The UK has a tripartite insolvency process. Companies can enter liquidation, administration or consensually restructure out of court under a Company Voluntary Arrangement or scheme of arrangement. (Administration and liquidation replaced receivership in 2003, but companies formed before this date can still opt to enter receivership.)
Out of court restructurings are very difficult under the German system. Under the 1999 law, a company must file for insolvency within three weeks of discovering that it is over-indebted or facing a liquidity drought. These three weeks typically do not allow enough time for the company to come to terms with its creditors and restructure its commitments. "This is like a Damocles sword hanging over a company's head," says Annerose Tashiro, an insolvency specialist at Schultze & Braun. "The tight timeframe often means that companies run out of time to do a restructuring." As a result, a company that might easily be restructured consensually enters formal insolvency proceedings. (The German government however eased filing requirements for over-indebted companies in October. Over-indebted companies do not have to file for insolvency if in all likelihood they can continue to operate as a going concern rather than entering liquidation. This measure however is intended to address difficulties valuing assets in the present market and is due to end in 2010.)
The German court then appoints an administrator to oversee the insolvency. While in the UK an administrator is jointly chosen by the creditors, neither they nor the company has any say in the appointment in Germany. Local rather than national courts deal with proceedings, so the administrator is not necessarily best suited to manage the insolvency at hand.
| Extract from the EHYAs proposals |
"The new procedure would allow larger corporates to obtain an automatic stay against enforcement by their financial creditors for a limited period of time whilst the company negotiates a restructuring with its creditors. The automatic stay is a global injunction on creditors to refrain from any further effort to collect amounts that the debtor owes them.
The restructuring could be effected by either a scheme of arrangement under the Companies Act 1985, or a company voluntary arrangement (CVA) under Part 1 Insolvency Act 1986. The company's existing management would stay in place, but with a court appointed monitor. The monitor's function would be to prevent any improper use of the stay and to report to the court on the progress of the restructuring. The law concerning schemes of arrangement and CVAs would be supplemented with provisions allowing the court to hear and adjudicate on issues of valuation in the context of the restructuring, hearing expert evidence from any interested party.

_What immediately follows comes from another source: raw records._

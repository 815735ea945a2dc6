//! Append-only message log.
//!
//! The log is the single source of truth for message ordering. Writers
//! go through [`crate::hub::ChatHub`]; readers query by index offset.

use crate::message::Message;
use chrono::Utc;
use std::sync::{PoisonError, RwLock, RwLockReadGuard, RwLockWriteGuard};
use tracing::trace;

/// An ordered, append-only sequence of messages.
///
/// Index `i` refers to the same message for the lifetime of the process
/// and the length only grows. All operations are safe under concurrent
/// callers; the lock is held only for the index-assign-and-insert step.
#[derive(Debug, Default)]
pub struct MessageLog {
    entries: RwLock<Vec<Message>>,
}

impl MessageLog {
    /// Create an empty log.
    #[must_use]
    pub fn new() -> Self {
        Self::default()
    }

    /// Append a message, assigning it the next index.
    ///
    /// The timestamp is taken under the write lock and clamped so that
    /// timestamps never decrease in log order even if the wall clock
    /// steps backwards. Returns the stored message and its index.
    pub fn append(
        &self,
        user_name: impl Into<String>,
        content: impl Into<String>,
    ) -> (Message, usize) {
        let mut entries = self.write();

        let mut timestamp = Utc::now();
        if let Some(last) = entries.last() {
            if timestamp < last.timestamp {
                timestamp = last.timestamp;
            }
        }

        let message = Message::at(user_name, content, timestamp);
        let index = entries.len();
        entries.push(message.clone());
        trace!(index, "Appended message");

        (message, index)
    }

    /// Point-in-time copy of the full log, in index order.
    ///
    /// Later appends never alter the returned data.
    #[must_use]
    pub fn snapshot(&self) -> Vec<Message> {
        self.read().clone()
    }

    /// All messages at positions `>= index`, in order.
    ///
    /// An `index` at or past the end returns an empty vector; that is the
    /// normal steady-state poll case, not an error.
    #[must_use]
    pub fn since(&self, index: usize) -> Vec<Message> {
        let entries = self.read();
        if index >= entries.len() {
            return Vec::new();
        }
        entries[index..].to_vec()
    }

    /// Number of messages appended so far.
    #[must_use]
    pub fn len(&self) -> usize {
        self.read().len()
    }

    /// Whether the log is empty.
    #[must_use]
    pub fn is_empty(&self) -> bool {
        self.read().is_empty()
    }

    // A panicking writer cannot leave a torn entry behind (push is the
    // final operation), so a poisoned lock is safe to recover.
    fn read(&self) -> RwLockReadGuard<'_, Vec<Message>> {
        self.entries.read().unwrap_or_else(PoisonError::into_inner)
    }

    fn write(&self) -> RwLockWriteGuard<'_, Vec<Message>> {
        self.entries.write().unwrap_or_else(PoisonError::into_inner)
    }
}

#[cfg(test)]
mod tests {
    use super::*;
    use std::sync::{Arc, Mutex};
    use std::thread;

    #[test]
    fn test_append_assigns_sequential_indices() {
        let log = MessageLog::new();

        let (first, i0) = log.append("alice", "hi");
        let (_, i1) = log.append("bob", "yo");

        assert_eq!(i0, 0);
        assert_eq!(i1, 1);
        assert_eq!(log.len(), 2);
        assert_eq!(first.user_name, "alice");
    }

    #[test]
    fn test_since_past_end_is_empty() {
        let log = MessageLog::new();
        log.append("alice", "hi");

        assert!(log.since(1).is_empty());
        assert!(log.since(100).is_empty());
    }

    #[test]
    fn test_since_zero_equals_snapshot() {
        let log = MessageLog::new();
        log.append("alice", "one");
        log.append("bob", "two");

        assert_eq!(log.since(0), log.snapshot());
        // Reads are idempotent with no intervening append.
        assert_eq!(log.since(1), log.since(1));
    }

    #[test]
    fn test_snapshot_isolated_from_later_appends() {
        let log = MessageLog::new();
        log.append("alice", "one");

        let snapshot = log.snapshot();
        log.append("bob", "two");

        assert_eq!(snapshot.len(), 1);
        assert_eq!(log.len(), 2);
    }

    #[test]
    fn test_timestamps_non_decreasing() {
        let log = MessageLog::new();
        for i in 0..50 {
            log.append("alice", format!("msg {i}"));
        }

        let snapshot = log.snapshot();
        for pair in snapshot.windows(2) {
            assert!(pair[0].timestamp <= pair[1].timestamp);
        }
    }

    #[test]
    fn test_concurrent_appends_unique_indices() {
        let log = Arc::new(MessageLog::new());
        let indices = Arc::new(Mutex::new(Vec::new()));

        let handles: Vec<_> = (0..8)
            .map(|t| {
                let log = Arc::clone(&log);
                let indices = Arc::clone(&indices);
                thread::spawn(move || {
                    for i in 0..25 {
                        let (_, index) = log.append(format!("user-{t}"), format!("msg {i}"));
                        indices.lock().unwrap().push(index);
                    }
                })
            })
            .collect();

        for handle in handles {
            handle.join().unwrap();
        }

        let mut indices = indices.lock().unwrap().clone();
        indices.sort_unstable();
        // No message lost, none duplicated, no index reused.
        assert_eq!(indices, (0..200).collect::<Vec<_>>());
        assert_eq!(log.len(), 200);
        assert_eq!(log.since(0).len(), 200);
    }
}
//! Polling chat client.
//!
//! Periodically asks the server "what's new since position N", prints
//! the result, and advances its cursor by the number of messages
//! received. Typed lines are sent through the REST write endpoint.

use anyhow::Result;
use palaver_client::{format_message, server_url};
use palaver_core::Message;
use serde_json::json;
use std::io::Write;
use tokio::io::{AsyncBufReadExt, BufReader};
use tokio::time::{interval, Duration};

const POLL_INTERVAL: Duration = Duration::from_secs(2);

#[tokio::main]
async fn main() -> Result<()> {
    let base = server_url();
    let client = reqwest::Client::new();

    println!("--- Palaver polling client ---");
    print!("Enter your user name: ");
    std::io::stdout().flush()?;

    let mut lines = BufReader::new(tokio::io::stdin()).lines();
    let user_name = match lines.next_line().await? {
        Some(line) => line.trim().to_string(),
        None => return Ok(()),
    };
    if user_name.is_empty() {
        println!("User name cannot be empty");
        return Ok(());
    }

    println!("Connected! Type messages (or 'quit' to exit).");
    println!(
        "Messages refresh every {} seconds\n",
        POLL_INTERVAL.as_secs()
    );

    // The background poller owns the cursor; it only ever advances.
    let poll_client = client.clone();
    let poll_base = base.clone();
    let poller = tokio::spawn(async move {
        let mut cursor = 0usize;
        let mut errors = 0u32;
        let mut ticker = interval(POLL_INTERVAL);
        loop {
            ticker.tick().await;
            match poll_once(&poll_client, &poll_base, cursor).await {
                Ok(messages) => {
                    for message in &messages {
                        println!("{}", format_message(message));
                    }
                    cursor += messages.len();
                    errors = 0;
                }
                Err(e) => {
                    errors += 1;
                    // Surface the 1st, 6th, 11th... consecutive failure.
                    if errors % 5 == 1 {
                        eprintln!("Poll failed: {e}");
                    }
                }
            }
        }
    });

    while let Some(line) = lines.next_line().await? {
        let line = line.trim();
        if line.eq_ignore_ascii_case("quit") {
            break;
        }
        if line.is_empty() {
            continue;
        }
        if let Err(e) = send_message(&client, &base, &user_name, line).await {
            eprintln!("Send failed: {e}");
        }
    }

    poller.abort();
    println!("\nGoodbye!");
    Ok(())
}

async fn poll_once(client: &reqwest::Client, base: &str, cursor: usize) -> Result<Vec<Message>> {
    let url = format!("{base}/api/messages?since={cursor}");
    let messages = client
        .get(url)
        .send()
        .await?
        .error_for_status()?
        .json::<Vec<Message>>()
        .await?;
    Ok(messages)
}

async fn send_message(
    client: &reqwest::Client,
    base: &str,
    user_name: &str,
    content: &str,
) -> Result<()> {
    let response = client
        .post(format!("{base}/api/messages"))
        .json(&json!({ "userName": user_name, "content": content }))
        .send()
        .await?;

    if response.status() != reqwest::StatusCode::CREATED {
        anyhow::bail!("Server rejected message: {}", response.status());
    }
    Ok(())
}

The new procedure would allow the company to increase its share capital and to cancel or vary the rights of existing shareholders without the consent of those shareholders if it is proved to the court that those shareholders no longer have equity value in the company. The court would have the power to override any negative pledge in favour of existing creditors or other parties so that the company was able to borrow funds and grant security during the period of the stay, and as a part of any scheme or CVA." |
The UK regime is also more creditor friendly. Unlike Germany, dissenting creditors cannot be crammed down. Cramdown refers to the process by which the approval of a class of creditors can be forgone if the group would not gain more from a standard liquidation. In Germany, creditor groups can be crammed down under an Insolvency Plan. This plan must be pre-agreed before the insolvency but usually guarantees a quicker solution and allows the company to remain in control and bypass administration. Cramdown allows a company to go ahead with the Insolvency Plan if a group of creditors disagrees with the majority, provided that group will not lose out from the company avoiding liquidation.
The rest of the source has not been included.